[Records excerpted from a collection]

-----

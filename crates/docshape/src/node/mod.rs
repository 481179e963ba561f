//! Declaration-side nodes: everything a caller writes to describe a class.

mod behavior;
mod class;
mod enumeration;
mod field;
mod func;
mod index;
mod prop;
mod relation;
mod type_ref;

pub use behavior::*;
pub use class::*;
pub use enumeration::*;
pub use field::*;
pub use func::*;
pub use index::*;
pub use prop::*;
pub use relation::*;
pub use type_ref::*;
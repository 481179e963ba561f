use crate::{
    config::SchemaOptions,
    fragment::{FieldDescriptor, Fragment, VirtualField},
    node::{ClassDescriptor, DiscriminatorEntry, FieldConfig},
};
use derive_more::Display;
use std::collections::{BTreeMap, BTreeSet};

///
/// SynthesisState
///
/// Per-class position in the synthesis state machine.
///

#[derive(Clone, Copy, Debug, Default, Display, Eq, PartialEq)]
pub enum SynthesisState {
    #[default]
    Unseen,
    Pending,
    Resolving,
    Built,
    Finalized,
}

///
/// ClassEntry
///
/// Registry slot for one class: its declaration, the fields not yet
/// processed, and everything processing produced so far.
///

#[derive(Clone, Debug, Default)]
pub struct ClassEntry {
    pub descriptor: ClassDescriptor,
    pub pending: Vec<String>,
    pub paths: BTreeMap<String, FieldDescriptor>,
    pub virtuals: BTreeMap<String, VirtualField>,
    pub discriminators: BTreeMap<String, Vec<DiscriminatorEntry>>,
    pub state: SynthesisState,
    pub fragment: Option<Fragment>,
}

impl ClassEntry {
    fn new(name: &str) -> Self {
        Self {
            descriptor: ClassDescriptor::new(name),
            ..Default::default()
        }
    }

    fn mark_pending(&mut self, fields: Vec<String>) {
        for field in fields {
            if !self.pending.contains(&field) {
                self.pending.push(field);
            }
        }
        if self.state != SynthesisState::Resolving {
            self.state = SynthesisState::Pending;
        }
    }
}

///
/// Registry
///
/// Every class a context knows about, keyed by class name.
///

#[derive(Clone, Debug, Default)]
pub struct Registry {
    classes: BTreeMap<String, ClassEntry>,
    constructors: BTreeSet<String>,
}

impl Registry {
    #[must_use]
    pub fn new() -> Self {
        Self::default()
    }

    /// Register a class, or fold the declaration into the known one. Every
    /// field it names goes back to pending.
    pub fn register_class(&mut self, descriptor: ClassDescriptor) {
        let name = descriptor.name.clone();
        let entry = self
            .classes
            .entry(name.clone())
            .or_insert_with(|| ClassEntry::new(&name));

        let touched = entry.descriptor.extend(descriptor);
        entry.mark_pending(touched);
    }

    /// Attach one field configuration, creating the class lazily.
    pub fn add_field(&mut self, class: &str, config: FieldConfig) {
        let entry = self
            .classes
            .entry(class.to_string())
            .or_insert_with(|| ClassEntry::new(class));

        let field = config.name.clone();
        entry.descriptor.upsert_field(config);
        entry.mark_pending(vec![field]);
    }

    #[must_use]
    pub fn contains(&self, class: &str) -> bool {
        self.classes.contains_key(class)
    }

    #[must_use]
    pub fn descriptor(&self, class: &str) -> Option<&ClassDescriptor> {
        self.classes.get(class).map(|e| &e.descriptor)
    }

    #[must_use]
    pub fn entry(&self, class: &str) -> Option<&ClassEntry> {
        self.classes.get(class)
    }

    pub(crate) fn entry_mut(&mut self, class: &str) -> Option<&mut ClassEntry> {
        self.classes.get_mut(class)
    }

    /// Last non-final fragment of a class, creating an empty entry and
    /// fragment if the class was never seen.
    pub fn get_or_create_fragment(&mut self, class: &str) -> &Fragment {
        let entry = self
            .classes
            .entry(class.to_string())
            .or_insert_with(|| ClassEntry::new(class));

        entry
            .fragment
            .get_or_insert_with(|| Fragment::new(class, SchemaOptions::default()))
    }

    #[must_use]
    pub fn fragment(&self, class: &str) -> Option<&Fragment> {
        self.classes.get(class)?.fragment.as_ref()
    }

    #[must_use]
    pub fn state(&self, class: &str) -> SynthesisState {
        self.classes
            .get(class)
            .map_or(SynthesisState::Unseen, |e| e.state)
    }

    pub(crate) fn set_state(&mut self, class: &str, state: SynthesisState) {
        if let Some(entry) = self.classes.get_mut(class) {
            entry.state = state;
        }
    }

    pub(crate) fn take_pending(&mut self, class: &str) -> Vec<String> {
        self.classes
            .get_mut(class)
            .map(|e| std::mem::take(&mut e.pending))
            .unwrap_or_default()
    }

    pub(crate) fn record_constructor(&mut self, class: &str) {
        self.constructors.insert(class.to_string());
    }

    /// Descriptor of a class that completed synthesis at least once.
    #[must_use]
    pub fn constructor(&self, class: &str) -> Option<&ClassDescriptor> {
        if self.constructors.contains(class) {
            self.descriptor(class)
        } else {
            None
        }
    }

    pub fn class_names(&self) -> impl Iterator<Item = &str> {
        self.classes.keys().map(String::as_str)
    }
}

///
/// TESTS
///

-----

The first line of the entries above marks where to begin; repeat each line exactly through the one that contains "pub use prop::*;", and include that line.

*Answer to this task*:
filename crates/docshape/src/node/mod.rs
repository 481179e963ba561f
//! Declaration-side nodes: everything a caller writes to describe a class.

mod behavior;
mod class;
mod enumeration;
mod field;
mod func;
mod index;
mod prop;
mod relation;
mod type_ref;

pub use behavior::*;
pub use class::*;
pub use enumeration::*;
pub use field::*;
pub use func::*;
pub use index::*;
pub use prop::*;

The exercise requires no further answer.